In de volgende twee situaties ervaart de brandweer dat er geen dringende taak is:
1. Er is sprake van een “slordige melding” (bron 2). Een brandmelding wordt als slordig ervaren indien er geen sprake is van een brandweerzorg, bijvoorbeeld meldingen door vocht of bedieningsfouten.
2. De brand is niet zodanig dat ingrijpen van de brandweer vereist is.
Voor dit laatste punt hanteert de brandweer het Cascade model. Zie onderstaand figuur.
Indien er sprake is van aantasting, bijvoorbeeld er smeult iets, zwarte boterham in broodrooster of aangebrand gebakken ei, ervaart de brandweer dit niet als een dringende taak. De gebruiker dient zelf het brandalarm van de rookmelder af te handelen.

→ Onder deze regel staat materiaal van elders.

use impl_new_derive::ImplNew;
use ndarray::s;
use ndarray::Array2;
use ndarray::Zip;

use crate::config::ModelParams;
use crate::traits::ProcessExt;

/// Vasicek short rate, Euler-Maruyama discretised.
/// dr(t) = kappa(theta - r(t))dt + sigma dW(t)
/// Negative rates are kept as they are.
#[derive(ImplNew, Debug, Clone)]
pub struct Vasicek {
  /// Initial short rate
  pub r0: f64,
  /// Volatility
  pub sigma: f64,
  /// Mean reversion speed and long-term mean
  pub model: ModelParams,
  /// Euler step in years
  pub dt: f64,
  /// Number of time steps
  pub n: usize,
}

impl Vasicek {
  /// Expected rate after `step` Euler steps given zero-mean shocks.
  ///
  /// The recurrence is linear, so `E[r_t] = theta + (r0 - theta)(1 - kappa dt)^t` exactly.
  pub fn mean_rate(&self, step: usize) -> f64 {
    let ModelParams { kappa, theta } = self.model;
    theta + (self.r0 - theta) * (1.0 - kappa * self.dt).powi(step as i32)
  }
}

impl ProcessExt for Vasicek {
  fn sample_with_noise(&self, noise: &Array2<f64>) -> Array2<f64> {
    assert_eq!(
      noise.ncols(),
      self.n,
      "noise must have one column per time step"
    );

    let ModelParams { kappa, theta } = self.model;
    let dt = self.dt;
    let vol = self.sigma * dt.sqrt();

    let mut paths = Array2::from_elem((noise.nrows(), self.n + 1), self.r0);
    for t in 1..=self.n {
      let (prev, next) = paths.multi_slice_mut((s![.., t - 1], s![.., t]));
      Zip::from(next)
        .and(prev)
        .and(noise.column(t - 1))
        .for_each(|r, r_prev, &z| {
          *r = *r_prev + kappa * (theta - *r_prev) * dt + vol * z;
        });
    }

    paths
  }
}

#[cfg(test)]
mod tests {
  use approx::assert_relative_eq;
  use ndarray::array;

  use super::*;
  use crate::qmc::normal_shocks;

  fn vasicek(n: usize) -> Vasicek {
    Vasicek::new(0.03, 0.02, ModelParams::new(0.1, 0.05), 0.25, n)
  }

  #[test]
  fn vasicek_starts_with_r0() {
    let v = vasicek(100);
    let paths = v.sample_with_noise(&normal_shocks(100, 64, Some(1)));

    assert_eq!(paths.dim(), (64, 101));
    assert!(paths.column(0).iter().all(|&r| r == 0.03));
  }

  #[test]
  fn vasicek_follows_euler_recurrence() {
    let v = vasicek(2);
    let paths = v.sample_with_noise(&array![[1.0, -0.5], [0.0, 0.0]]);

    // 0.03 + 0.1 * 0.02 * 0.25 + 0.02 * 0.5
    assert_relative_eq!(paths[[0, 1]], 0.0405, epsilon = 1e-15);
    // 0.0405 + 0.1 * 0.0095 * 0.25 - 0.02 * 0.5 * 0.5
    assert_relative_eq!(paths[[0, 2]], 0.0357375, epsilon = 1e-15);
    // no noise: deterministic drift towards theta
    assert_relative_eq!(paths[[1, 2]], v.mean_rate(2), epsilon = 1e-15);
  }

  #[test]
  fn vasicek_is_deterministic_given_noise() {
    let v = vasicek(40);
    let noise = normal_shocks(40, 128, Some(17));
    assert_eq!(v.sample_with_noise(&noise), v.sample_with_noise(&noise));
  }

  #[test]
  fn vasicek_allows_negative_rates() {
    let v = Vasicek::new(0.0, 0.5, ModelParams::default(), 0.01, 1);
    let paths = v.sample_with_noise(&array![[-3.0]]);
    assert!(paths[[0, 1]] < 0.0);
  }

  #[test]
  fn vasicek_mean_rate_matches_ensemble_mean() {
    let v = vasicek(20);
    let paths = v.sample_with_noise(&normal_shocks(20, 4096, Some(23)));
    let terminal = paths.column(20).mean().unwrap();
    assert_relative_eq!(terminal, v.mean_rate(20), epsilon = 5e-4);
  }
}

Na aantasting kan er brand ontstaan in het voorwerp. De brandweer gaat er hierbij van uit dat de interne organisatie de brand in het voorwerp kan blussen met een handbrandblusser.
Als de brand te groot wordt en gekwalificeerd kan worden als brand in een ruimte, is er sprake van een dringende taak, waarvoor uitgerukt wordt (bron 1). Van de interne organisatie mag namelijk in zo’n situatie niet meer verwacht worden dat ze de brand onder controle krijgen.
M.b.t. de verantwoordelijksverdeling tussen gebruiker en brandweer wordt de volgende scheidslijn gehanteerd: “Het is de verantwoordelijkheid van de gebruiker om een brand te ontdekken, intern te alarmeren, na verificatie de brand te melden en de ontruiming in gang te zetten. Het is de verantwoordelijkheid van de meldkamer om de melding te ontvangen, te beoordelen en passend hulpaanbod te bieden.”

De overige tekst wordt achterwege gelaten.